Analizan especialistas literatura infantil y políticas públicas

Bajo la premisa de que el diálogo es la mejor forma de atrapar al lector, el escritor mexicano Andrés Acosta inició uno sobre literatura juvenil contemporánea, a partir de un cuento-ensayo de su...

Bajo la premisa de que el diálogo es la mejor forma de atrapar al lector, el escritor mexicano Andrés Acosta inició uno sobre literatura juvenil contemporánea, a partir de un cuento-ensayo de su autoría, en el Teatro Julio Castillo, donde se realiza el Congreso Iberoamericano de Lengua y Literatura Infantil y Juvenil (CIELIJ).

Dos chicos discuten sobre literatura mientras viajan en el tren suburbano. Uno opina que los libros canónicos, como “El Conde de Montecristo” son superiores a los contemporáneos. La otra prefiere las sagas “best-sellers”, distópicas o de aventuras, como “Los juegos del hambre”, que se ha llevado al cine y tiene cientos de fanáticos en varias comunidades virtuales.

Después de que otros viajeros del vagón comienzan a dar su punto de vista, el escritor también lo hizo, al preguntarse “¿Por qué a veces se vuelve un reto demostrar que la literatura juvenil no existe?”.

Los defensores de esta idea argumentan que el propio concepto de juventud es un constructo. “De acuerdo: la juventud es una forma de ficción, pero también lo son las fronteras entre los países; el contrato social lo firmamos imaginariamente, las costumbres son convenciones”, dijo el autor.

Por ello, confesó, su ambición es “difuminar las barreras entre literatura juvenil y literatura a secas”.

A los booktubers se les achaca la falta de calidad, pero lo que buscan es explotar al máximo la literatura, añadió. “Son jóvenes que mediante videos acarrean lectores. No me atrevo a censurar esta moda. Yo no siempre leo alta literatura ni textos constructivos”, expresó el autor de “Olfato” (2009), novela ganadora del premio Gran Angular de SM.

Por separado, en el Teatro El Granero, Daniel Goldin fue el encargado de comenzar la discusión en el coloquio Impactos de las políticas públicas en la producción y circulación de la Literatura infantil y juvenil.

El director de la Biblioteca Vasconcelos leyó un ensayo al que respondieron María Elvira Charria, João Luis Ceccantini y la colombiana María Osorio, editora y librera fundadora de Babel Libros.
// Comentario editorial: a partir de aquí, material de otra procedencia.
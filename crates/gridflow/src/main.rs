mod commands;
mod utils;

use clap::{Parser, Subcommand};
use std::path::PathBuf;

#[derive(Parser)]
#[command(name = "grid")]
#[command(about = "宣言して、流す。ネットワーク構築は、設定ファイルになった。", long_about = None)]
struct Cli {
    #[command(subcommand)]
    command: Commands,
}

#[derive(Subcommand)]
enum Commands {
    /// 設定を検証して解決結果を表示
    Validate,
    /// CloudFormationテンプレートを合成して出力
    Synth {
        /// 出力先ファイル（省略時は標準出力）
        #[arg(short, long)]
        output: Option<PathBuf>,
    },
    /// トポロジを合成してデプロイ
    Deploy {
        /// 確認なしで実行
        #[arg(short, long)]
        yes: bool,
    },
    /// スタックを削除
    Destroy {
        /// 確認なしで実行
        #[arg(short, long)]
        yes: bool,
    },
    /// バージョン表示
    Version,
}

#[tokio::main]
async fn main() -> anyhow::Result<()> {
    let cli = Cli::parse();

    // ログはstderrへ。synthのテンプレート出力とは混ざらない
    tracing_subscriber::fmt::init();

    // Versionコマンドは設定ファイル不要
    if matches!(cli.command, Commands::Version) {
        println!("gridflow {}", env!("CARGO_PKG_VERSION"));
        return Ok(());
    }

    match cli.command {
        Commands::Validate => commands::validate::handle().await?,
        Commands::Synth { output } => commands::synth::handle(output).await?,
        Commands::Deploy { yes } => commands::deploy::handle(yes).await?,
        Commands::Destroy { yes } => commands::destroy::handle(yes).await?,
        Commands::Version => unreachable!("Version is handled above"),
    }

    Ok(())
}
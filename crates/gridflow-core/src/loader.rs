//! 設定ローダー
//!
//! ファイル読み込みとパース、解決を統合

use crate::error::Result;
use crate::model::{GridParams, ResolvedParams};
use crate::parser::parse_kdl_string;
use crate::resolver::resolve;
use std::fs;
use std::path::Path;
use tracing::{debug, instrument};

/// 設定ファイルを読み込んでパース
#[instrument(skip(path), fields(path = %path.as_ref().display()))]
pub fn load_params<P: AsRef<Path>>(path: P) -> Result<GridParams> {
    debug!("設定ファイルを読み込み中");
    let content = fs::read_to_string(path.as_ref())?;
    parse_kdl_string(&content)
}

/// 設定ファイルを読み込み、デフォルトを適用して完全な設定を返す
#[instrument(skip(path), fields(path = %path.as_ref().display()))]
pub fn load_resolved<P: AsRef<Path>>(path: P) -> Result<ResolvedParams> {
    let params = load_params(path)?;
    let resolved = resolve(params)?;
    debug!(
        stack = %resolved.stack_name(),
        azs = resolved.max_availability_zones,
        "パラメータ解決完了"
    );
    Ok(resolved)
}

#[cfg(test)]
mod tests {
    use super::*;

    #[test]
    fn test_load_resolved_from_file() {
        let temp_dir = tempfile::tempdir().unwrap();
        let path = temp_dir.path().join("gridflow.kdl");
        fs::write(
            &path,
            r#"
            environment "Development" {
                account "976921358976"
                region "us-east-1"
            }
            dns {
                zone-id "Z04123456789ABCDEFGHI"
                zone-name "kenkenaws.pro"
            }
            tls {
                certificate-arn "arn:aws:acm:us-east-1:976921358976:certificate/abc"
            }
            "#,
        )
        .unwrap();

        let resolved = load_resolved(&path).unwrap();
        assert_eq!(resolved.environment_name, "Development");
        assert_eq!(resolved.network_name, "lab81-proj-vpc");
        assert_eq!(resolved.stack_name(), "Development-lab81-proj-vpc");
    }

    #[test]
    fn test_load_resolved_missing_required_field() {
        let temp_dir = tempfile::tempdir().unwrap();
        let path = temp_dir.path().join("gridflow.kdl");
        fs::write(&path, r#"network { name "vpc" }"#).unwrap();

        let err = load_resolved(&path).unwrap_err();
        assert!(err.to_string().contains("environment_name"));
    }
}
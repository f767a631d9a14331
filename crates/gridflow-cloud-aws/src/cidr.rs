//! IPv4 CIDR arithmetic for the subnet layout
//!
//! Blocks are handed out sequentially from the network range, aligned to
//! their own size. Mixing mask widths therefore never produces overlapping
//! blocks, only (possibly) alignment gaps.

use crate::error::{AwsError, Result};
use serde::{Deserialize, Deserializer, Serialize, Serializer};
use std::fmt;
use std::net::Ipv4Addr;
use std::str::FromStr;

/// An IPv4 CIDR block (network address + prefix length)
#[derive(Debug, Clone, Copy, PartialEq, Eq, Hash)]
pub struct CidrBlock {
    addr: u32,
    prefix: u8,
}

impl CidrBlock {
    /// Create a block. Host bits below the prefix are masked off.
    pub fn new(addr: Ipv4Addr, prefix: u8) -> Self {
        let prefix = prefix.min(32);
        let raw = u32::from(addr);
        let masked = if prefix == 0 {
            0
        } else {
            raw & (u32::MAX << (32 - prefix))
        };
        Self {
            addr: masked,
            prefix,
        }
    }

    pub fn network(&self) -> Ipv4Addr {
        Ipv4Addr::from(self.addr)
    }

    pub fn prefix(&self) -> u8 {
        self.prefix
    }

    /// Number of addresses in the block
    pub fn size(&self) -> u64 {
        1u64 << (32 - self.prefix)
    }

    pub fn contains(&self, other: &CidrBlock) -> bool {
        let start = self.addr as u64;
        let end = start + self.size();
        let other_start = other.addr as u64;
        let other_end = other_start + other.size();
        other_start >= start && other_end <= end
    }
}

impl fmt::Display for CidrBlock {
    fn fmt(&self, f: &mut fmt::Formatter<'_>) -> fmt::Result {
        write!(f, "{}/{}", self.network(), self.prefix)
    }
}

impl FromStr for CidrBlock {
    type Err = AwsError;

    fn from_str(s: &str) -> Result<Self> {
        let (addr, prefix) = s
            .split_once('/')
            .ok_or_else(|| AwsError::InvalidCidr(s.to_string()))?;
        let addr: Ipv4Addr = addr
            .parse()
            .map_err(|_| AwsError::InvalidCidr(s.to_string()))?;
        let prefix: u8 = prefix
            .parse()
            .map_err(|_| AwsError::InvalidCidr(s.to_string()))?;
        Ok(CidrBlock::new(addr, prefix))
    }
}

impl Serialize for CidrBlock {
    fn serialize<S: Serializer>(&self, serializer: S) -> std::result::Result<S::Ok, S::Error> {
        serializer.collect_str(self)
    }
}

impl<'de> Deserialize<'de> for CidrBlock {
    fn deserialize<D: Deserializer<'de>>(deserializer: D) -> std::result::Result<Self, D::Error> {
        let s = String::deserialize(deserializer)?;
        s.parse().map_err(serde::de::Error::custom)
    }
}

/// Sequential block allocator over one network range
pub struct SubnetAllocator {
    network: CidrBlock,
    cursor: u64,
}

impl SubnetAllocator {
    pub fn new(network: CidrBlock) -> Self {
        Self {
            cursor: network.addr as u64,
            network,
        }
    }

    /// Allocate the next `/prefix` block, aligned to its own size
    pub fn next_block(&mut self, prefix: u8) -> Result<CidrBlock> {
        if prefix < self.network.prefix || prefix > 32 {
            return Err(AwsError::SubnetMaskOutOfRange {
                mask: prefix,
                prefix: self.network.prefix,
            });
        }

        let size = 1u64 << (32 - prefix);
        let aligned = self.cursor.div_ceil(size) * size;
        let end = aligned + size;

        let network_end = self.network.addr as u64 + self.network.size();
        if end > network_end {
            return Err(AwsError::AddressSpaceExhausted(prefix));
        }

        self.cursor = end;
        Ok(CidrBlock {
            addr: aligned as u32,
            prefix,
        })
    }
}
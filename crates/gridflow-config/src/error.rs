use thiserror::Error;

#[derive(Error, Debug)]
pub enum ConfigError {
    #[error("設定ディレクトリが見つかりません")]
    ConfigDirNotFound,

    #[error(
        "設定ファイルが見つかりません。以下の場所を確認してください:\n\
        - カレントディレクトリ: gridflow.local.kdl, gridflow.kdl\n\
        - ~/.config/gridflow/gridflow.kdl\n\
        または GRIDFLOW_CONFIG_PATH 環境変数で直接指定できます"
    )]
    GridFileNotFound,

    #[error("IO エラー: {0}")]
    Io(#[from] std::io::Error),
}

pub type Result<T> = std::result::Result<T, ConfigError>;
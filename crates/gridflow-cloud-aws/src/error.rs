//! AWS provider error types

use thiserror::Error;

#[derive(Error, Debug)]
pub enum AwsError {
    #[error("aws CLI not found. Please install: https://aws.amazon.com/cli/")]
    AwsCliNotFound,

    #[error("aws CLI authentication failed: {0}")]
    AuthenticationFailed(String),

    #[error("aws CLI command failed: {0}")]
    CommandFailed(String),

    #[error("Stack not found: {0}")]
    StackNotFound(String),

    #[error("Invalid CIDR: {0}")]
    InvalidCidr(String),

    #[error("Subnet mask /{mask} does not fit inside the /{prefix} network range")]
    SubnetMaskOutOfRange { mask: u8, prefix: u8 },

    #[error("Address space exhausted: no room left for another /{0} subnet")]
    AddressSpaceExhausted(u8),

    #[error("JSON parse error: {0}")]
    JsonError(#[from] serde_json::Error),

    #[error("IO error: {0}")]
    IoError(#[from] std::io::Error),
}

impl From<AwsError> for gridflow_cloud::CloudError {
    fn from(err: AwsError) -> Self {
        use gridflow_cloud::CloudError;
        match err {
            AwsError::AuthenticationFailed(msg) => CloudError::AuthenticationFailed(msg),
            AwsError::StackNotFound(name) => CloudError::ResourceNotFound(name),
            AwsError::JsonError(e) => CloudError::Json(e),
            AwsError::IoError(e) => CloudError::Io(e),
            AwsError::SubnetMaskOutOfRange { .. }
            | AwsError::AddressSpaceExhausted(_)
            | AwsError::InvalidCidr(_) => CloudError::InvalidConfig(err.to_string()),
            other => CloudError::CommandFailed(other.to_string()),
        }
    }
}

pub type Result<T> = std::result::Result<T, AwsError>;
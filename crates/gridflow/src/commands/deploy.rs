use colored::Colorize;
use gridflow_cloud::{ActionType, CloudProvider};
use gridflow_cloud_aws::AwsProvider;

use crate::utils;

pub async fn handle(yes: bool) -> anyhow::Result<()> {
    println!("{}", "デプロイを開始します...".blue().bold());

    // 解決はいかなる外部呼び出しよりも先。ここで失敗したらAWSには触れない
    let (path, mut resolved) = utils::load_resolved_params()?;
    println!("設定ファイル: {}", path.display().to_string().cyan());

    utils::apply_ambient_identity(&mut resolved);

    println!("環境: {}", resolved.environment_name.cyan());
    println!("スタック: {}", resolved.stack_name().cyan());
    println!(
        "アカウント: {} / リージョン: {}",
        utils::display_or_unset(&resolved.account).cyan(),
        utils::display_or_unset(&resolved.region).cyan()
    );

    let topology = gridflow_cloud_aws::compose(&resolved)?;
    let resource_set = topology.to_resource_set();

    println!();
    println!(
        "{}",
        format!("宣言リソース ({} 個):", resource_set.len()).bold()
    );
    for resource in resource_set.iter() {
        println!("  • {}", resource.key().cyan());
    }

    // 確認（--yesが指定されていない場合）
    if !yes {
        println!();
        println!(
            "{}",
            "警告: CloudFormationスタックを作成・更新します。".yellow()
        );
        println!("実行するには --yes オプションを指定してください");
        return Ok(());
    }

    let provider = AwsProvider::for_topology(&topology, resolved.region.clone());

    // 認証確認
    println!();
    println!("{}", "AWSに接続中...".blue());
    let auth = provider.check_auth().await?;
    if !auth.authenticated {
        anyhow::bail!(
            "AWS認証に失敗しました: {}",
            auth.error.unwrap_or_else(|| "不明なエラー".to_string())
        );
    }
    println!(
        "認証OK: {}",
        auth.account_info.unwrap_or_default().cyan()
    );

    // プラン表示
    let plan = provider.plan(&resource_set).await?;
    println!();
    println!("{}", format!("プラン: {}", plan.summary()).bold());
    for action in &plan.actions {
        let marker = match action.action_type {
            ActionType::Create => "+".green(),
            ActionType::Update => "~".yellow(),
            ActionType::Delete => "-".red(),
            ActionType::NoOp => "·".normal(),
        };
        println!("  {} {}", marker, action.description);
    }

    // 適用
    println!();
    println!(
        "{}",
        "適用中... (CloudFormationの完了を待ちます)".blue()
    );
    let result = provider.apply(&plan).await?;

    if result.is_success() {
        println!(
            "{}",
            format!(
                "✓ デプロイ完了 ({} 件, {} ms)",
                result.succeeded.len(),
                result.duration_ms
            )
            .green()
            .bold()
        );
    } else {
        eprintln!();
        eprintln!("{}", "✗ デプロイ失敗".red().bold());
        if let Some(first) = result.failed.first() {
            if let Some(error) = &first.error {
                eprintln!("  {}", error);
            }
        }
        std::process::exit(1);
    }

    Ok(())
}
//! Deployed-resource state snapshots
//!
//! GridFlow keeps no state files of its own: the apply mechanism owns the
//! persistent record of what exists. These types only carry the snapshot a
//! provider reads back from the engine when planning.

use serde::{Deserialize, Serialize};
use std::collections::HashMap;

/// Snapshot of the resources a provider currently has deployed
#[derive(Debug, Clone, Default, Serialize, Deserialize)]
pub struct ProviderState {
    /// Resources indexed by their engine-side identifier
    pub resources: HashMap<String, ResourceState>,
}

impl ProviderState {
    pub fn new() -> Self {
        Self::default()
    }

    pub fn get(&self, id: &str) -> Option<&ResourceState> {
        self.resources.get(id)
    }

    pub fn insert(&mut self, id: impl Into<String>, state: ResourceState) {
        self.resources.insert(id.into(), state);
    }

    pub fn len(&self) -> usize {
        self.resources.len()
    }

    pub fn is_empty(&self) -> bool {
        self.resources.is_empty()
    }
}

/// State of a single deployed resource
#[derive(Debug, Clone, Serialize, Deserialize)]
pub struct ResourceState {
    /// Engine-side identifier
    pub id: String,

    /// Resource type (e.g., "vpc", "subnet")
    pub resource_type: String,

    pub status: ResourceStatus,

    /// Provider-specific attributes (physical IDs, endpoints, ...)
    #[serde(default)]
    pub attributes: HashMap<String, serde_json::Value>,
}

impl ResourceState {
    pub fn new(id: impl Into<String>, resource_type: impl Into<String>) -> Self {
        Self {
            id: id.into(),
            resource_type: resource_type.into(),
            status: ResourceStatus::Unknown,
            attributes: HashMap::new(),
        }
    }

    pub fn with_status(mut self, status: ResourceStatus) -> Self {
        self.status = status;
        self
    }

    pub fn with_attribute(mut self, key: impl Into<String>, value: serde_json::Value) -> Self {
        self.attributes.insert(key.into(), value);
        self
    }
}

/// Lifecycle status as reported by the engine
#[derive(Debug, Clone, Copy, PartialEq, Eq, Serialize, Deserialize)]
#[serde(rename_all = "snake_case")]
pub enum ResourceStatus {
    Creating,
    Available,
    Updating,
    Deleting,
    Failed,
    Unknown,
}

impl std::fmt::Display for ResourceStatus {
    fn fmt(&self, f: &mut std::fmt::Formatter<'_>) -> std::fmt::Result {
        match self {
            ResourceStatus::Creating => write!(f, "creating"),
            ResourceStatus::Available => write!(f, "available"),
            ResourceStatus::Updating => write!(f, "updating"),
            ResourceStatus::Deleting => write!(f, "deleting"),
            ResourceStatus::Failed => write!(f, "failed"),
            ResourceStatus::Unknown => write!(f, "unknown"),
        }
    }
}
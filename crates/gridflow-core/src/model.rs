//! パラメータモデル
//!
//! gridflow.kdl から読み込む部分的な設定レコードと、
//! デフォルト適用後の完全な設定レコードの定義

use serde::{Deserialize, Serialize};

/// 部分的な設定レコード
///
/// gridflow.kdl のパース結果。ほとんどのフィールドは省略可能で、
/// [`crate::resolver::resolve`] がデフォルト値を適用する。
#[derive(Debug, Clone, Default, PartialEq, Serialize, Deserialize)]
pub struct GridParams {
    /// プロジェクト名（スタックのタグに使用）
    pub project: Option<String>,

    /// 環境名（Development, Staging など）。唯一の必須フィールド
    pub environment_name: Option<String>,

    /// AWSアカウントID。省略時はCLI側で環境変数から補完される
    pub account: Option<String>,

    /// AWSリージョン。省略時はCLI側で環境変数から補完される
    pub region: Option<String>,

    /// VPC名
    pub network_name: Option<String>,

    /// 使用するアベイラビリティゾーン数
    pub max_availability_zones: Option<u32>,

    /// NATゲートウェイ数
    pub nat_gateway_count: Option<u32>,

    /// パブリックサブネットのCIDRマスク
    pub public_subnet_cidr_mask: Option<u8>,

    /// コンピュート用プライベートサブネットのCIDRマスク
    pub private_compute_subnet_cidr_mask: Option<u8>,

    /// データ用隔離サブネットのCIDRマスク
    pub private_data_subnet_cidr_mask: Option<u8>,

    /// ストレージスタック用の予約フィールド（現在のトポロジでは未使用）
    pub bucket_name: Option<String>,

    /// HTTPSリスナーに割り当てる既存のACM証明書ARN
    pub certificate_arn: Option<String>,

    /// 外部管理のRoute 53ホストゾーンID
    pub hosted_zone_id: Option<String>,

    /// ホストゾーンのドメイン名
    pub hosted_zone_name: Option<String>,

    /// エイリアスレコード名。省略時はゾーン名（apex）を使用
    pub record_name: Option<String>,
}

/// 完全に解決された設定レコード
///
/// デフォルト適用後の値。account / region を除き Option は残らない。
/// account / region のフォールバックは呼び出し側（CLI境界）の責務。
#[derive(Debug, Clone, PartialEq, Serialize, Deserialize)]
pub struct ResolvedParams {
    pub project: String,
    pub environment_name: String,
    pub account: Option<String>,
    pub region: Option<String>,
    pub network_name: String,
    pub max_availability_zones: u32,
    pub nat_gateway_count: u32,
    pub public_subnet_cidr_mask: u8,
    pub private_compute_subnet_cidr_mask: u8,
    pub private_data_subnet_cidr_mask: u8,
    /// 予約フィールド。トポロジ構成では消費しない
    pub bucket_name: String,
    pub certificate_arn: String,
    pub hosted_zone_id: String,
    pub hosted_zone_name: String,
    pub record_name: String,
}

impl ResolvedParams {
    /// CloudFormationスタック名（{環境名}-{VPC名}）
    pub fn stack_name(&self) -> String {
        format!("{}-{}", self.environment_name, self.network_name)
    }
}
//! Cloud provider error types

use thiserror::Error;

/// Cloud provider errors
#[derive(Error, Debug)]
pub enum CloudError {
    #[error("Authentication failed: {0}")]
    AuthenticationFailed(String),

    #[error("Command execution failed: {0}")]
    CommandFailed(String),

    /// The apply mechanism rejected the request. The message carries the
    /// engine's error text verbatim (including unknown external references
    /// such as a hosted zone ID or certificate ARN only the engine can
    /// validate). Never retried.
    #[error("Apply failed: {0}")]
    ApplyFailed(String),

    #[error("Resource not found: {0}")]
    ResourceNotFound(String),

    #[error("Invalid configuration: {0}")]
    InvalidConfig(String),

    #[error("IO error: {0}")]
    Io(#[from] std::io::Error),

    #[error("JSON error: {0}")]
    Json(#[from] serde_json::Error),
}

pub type Result<T> = std::result::Result<T, CloudError>;
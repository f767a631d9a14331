//! Cloud provider trait definition

use crate::action::{ApplyResult, Plan};
use crate::error::Result;
use crate::state::ProviderState;
use async_trait::async_trait;
use serde::{Deserialize, Serialize};

/// Cloud provider abstraction
///
/// A provider accepts a declared [`ResourceSet`], reports how it differs from
/// what is currently deployed, and hands the set to the backing apply
/// mechanism. The provider never plans dependency ordering itself; that
/// belongs to the engine behind it.
#[async_trait]
pub trait CloudProvider: Send + Sync {
    /// Provider name (e.g., "aws")
    fn name(&self) -> &str;

    /// Display name for UI output
    fn display_name(&self) -> &str;

    /// Check that the provider is configured and authenticated
    async fn check_auth(&self) -> Result<AuthStatus>;

    /// Snapshot of the resources currently deployed for this provider.
    /// Queried live from the engine; nothing is persisted locally.
    async fn current_state(&self) -> Result<ProviderState>;

    /// Compare a declared resource set against the current state
    async fn plan(&self, desired: &ResourceSet) -> Result<Plan>;

    /// Hand the planned changes to the apply mechanism.
    /// Failures are surfaced verbatim and never retried.
    async fn apply(&self, plan: &Plan) -> Result<ApplyResult>;

    /// Tear down everything this provider manages
    async fn destroy(&self) -> Result<ApplyResult>;
}

/// Authentication status
#[derive(Debug, Clone, Serialize, Deserialize)]
pub struct AuthStatus {
    pub authenticated: bool,

    /// Account/user information if available
    pub account_info: Option<String>,

    /// Error message if not authenticated
    pub error: Option<String>,
}

impl AuthStatus {
    pub fn ok(account_info: impl Into<String>) -> Self {
        Self {
            authenticated: true,
            account_info: Some(account_info.into()),
            error: None,
        }
    }

    pub fn failed(error: impl Into<String>) -> Self {
        Self {
            authenticated: false,
            account_info: None,
            error: Some(error.into()),
        }
    }
}

/// Declared set of resources, in declaration order.
///
/// Order is preserved so that composing the same topology twice yields an
/// identical set, and so plans print in a stable order.
#[derive(Debug, Clone, Default, PartialEq, Serialize, Deserialize)]
pub struct ResourceSet {
    resources: Vec<ResourceConfig>,
}

impl ResourceSet {
    pub fn new() -> Self {
        Self::default()
    }

    /// Add a resource. A resource with the same type and id replaces the
    /// earlier declaration in place.
    pub fn add(&mut self, resource: ResourceConfig) {
        if let Some(existing) = self
            .resources
            .iter_mut()
            .find(|r| r.resource_type == resource.resource_type && r.id == resource.id)
        {
            *existing = resource;
        } else {
            self.resources.push(resource);
        }
    }

    pub fn get(&self, resource_type: &str, id: &str) -> Option<&ResourceConfig> {
        self.resources
            .iter()
            .find(|r| r.resource_type == resource_type && r.id == id)
    }

    pub fn by_type(&self, resource_type: &str) -> Vec<&ResourceConfig> {
        self.resources
            .iter()
            .filter(|r| r.resource_type == resource_type)
            .collect()
    }

    pub fn iter(&self) -> impl Iterator<Item = &ResourceConfig> {
        self.resources.iter()
    }

    pub fn len(&self) -> usize {
        self.resources.len()
    }

    pub fn is_empty(&self) -> bool {
        self.resources.is_empty()
    }
}

/// Configuration for one declared resource
#[derive(Debug, Clone, PartialEq, Serialize, Deserialize)]
pub struct ResourceConfig {
    /// Resource type (e.g., "vpc", "subnet", "load-balancer")
    pub resource_type: String,

    /// Resource identifier
    pub id: String,

    /// Provider name
    pub provider: String,

    /// Resource-specific configuration
    pub config: serde_json::Value,
}

impl ResourceConfig {
    pub fn new(
        resource_type: impl Into<String>,
        id: impl Into<String>,
        provider: impl Into<String>,
        config: serde_json::Value,
    ) -> Self {
        Self {
            resource_type: resource_type.into(),
            id: id.into(),
            provider: provider.into(),
            config,
        }
    }

    /// Full resource key (type:id)
    pub fn key(&self) -> String {
        format!("{}:{}", self.resource_type, self.id)
    }

    /// Get a configuration value as a specific type
    pub fn get_config<T: serde::de::DeserializeOwned>(&self, key: &str) -> Option<T> {
        self.config
            .get(key)
            .and_then(|v| serde_json::from_value(v.clone()).ok())
    }
}

#[cfg(test)]
mod tests {
    use super::*;
    use serde_json::json;

    #[test]
    fn test_resource_set_preserves_insertion_order() {
        let mut set = ResourceSet::new();
        set.add(ResourceConfig::new("vpc", "main", "aws", json!({})));
        set.add(ResourceConfig::new("subnet", "public-1", "aws", json!({})));
        set.add(ResourceConfig::new("subnet", "public-2", "aws", json!({})));

        let keys: Vec<String> = set.iter().map(|r| r.key()).collect();
        assert_eq!(keys, vec!["vpc:main", "subnet:public-1", "subnet:public-2"]);
    }

    #[test]
    fn test_resource_set_replaces_duplicate_in_place() {
        let mut set = ResourceSet::new();
        set.add(ResourceConfig::new("vpc", "main", "aws", json!({"cidr": "10.0.0.0/16"})));
        set.add(ResourceConfig::new("subnet", "public-1", "aws", json!({})));
        set.add(ResourceConfig::new("vpc", "main", "aws", json!({"cidr": "10.1.0.0/16"})));

        assert_eq!(set.len(), 2);
        let vpc = set.get("vpc", "main").unwrap();
        assert_eq!(vpc.get_config::<String>("cidr").unwrap(), "10.1.0.0/16");
        // 置き換えても宣言順は変わらない
        assert_eq!(set.iter().next().unwrap().resource_type, "vpc");
    }

    #[test]
    fn test_by_type_filters() {
        let mut set = ResourceSet::new();
        set.add(ResourceConfig::new("vpc", "main", "aws", json!({})));
        set.add(ResourceConfig::new("subnet", "a", "aws", json!({})));
        set.add(ResourceConfig::new("subnet", "b", "aws", json!({})));

        assert_eq!(set.by_type("subnet").len(), 2);
        assert_eq!(set.by_type("dns-record").len(), 0);
    }
}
Osorio planteó diversos cuestionamientos en torno a la compra pública de libros, que pretenden entregar más y mejores libros a la población pero que tienen efectos colaterales innegables en la industria editorial. “¿Qué pasa si compra pública se termina, como sucedió en Brasil, o se disminuye drásticamente, como en México”, planteó.

“La tarea pendiente no sólo es volver la mirada a la región latinoamericana, sino a las redes de distribución independientes y a las librerías como espacio de diversidad”.

Para Goldin, la política pública de LIJ no necesariamente debe centrarse en los libros y la industria editorial, sino, quizá, enfocarse más en el acceso a la literatura, tan escaso en los países latinoamericanos.

Libros informativos para niños y jóvenes: diversidad y calidad fue otro coloquio ofrecido la tarde del miércoles 16 de noviembre, donde la argentina Paula Bombara dialogó con Carla Baredes, Maia Fernández Miret y Krystina Libura en el Teatro Orientación. Un grupo de ilustradores, liderado por Ciça Fittipaldi y Manuel Monroy reflexionaron en el Teatro el Galeón sobre los procesos creativos en la ilustración para este tipo de literatura.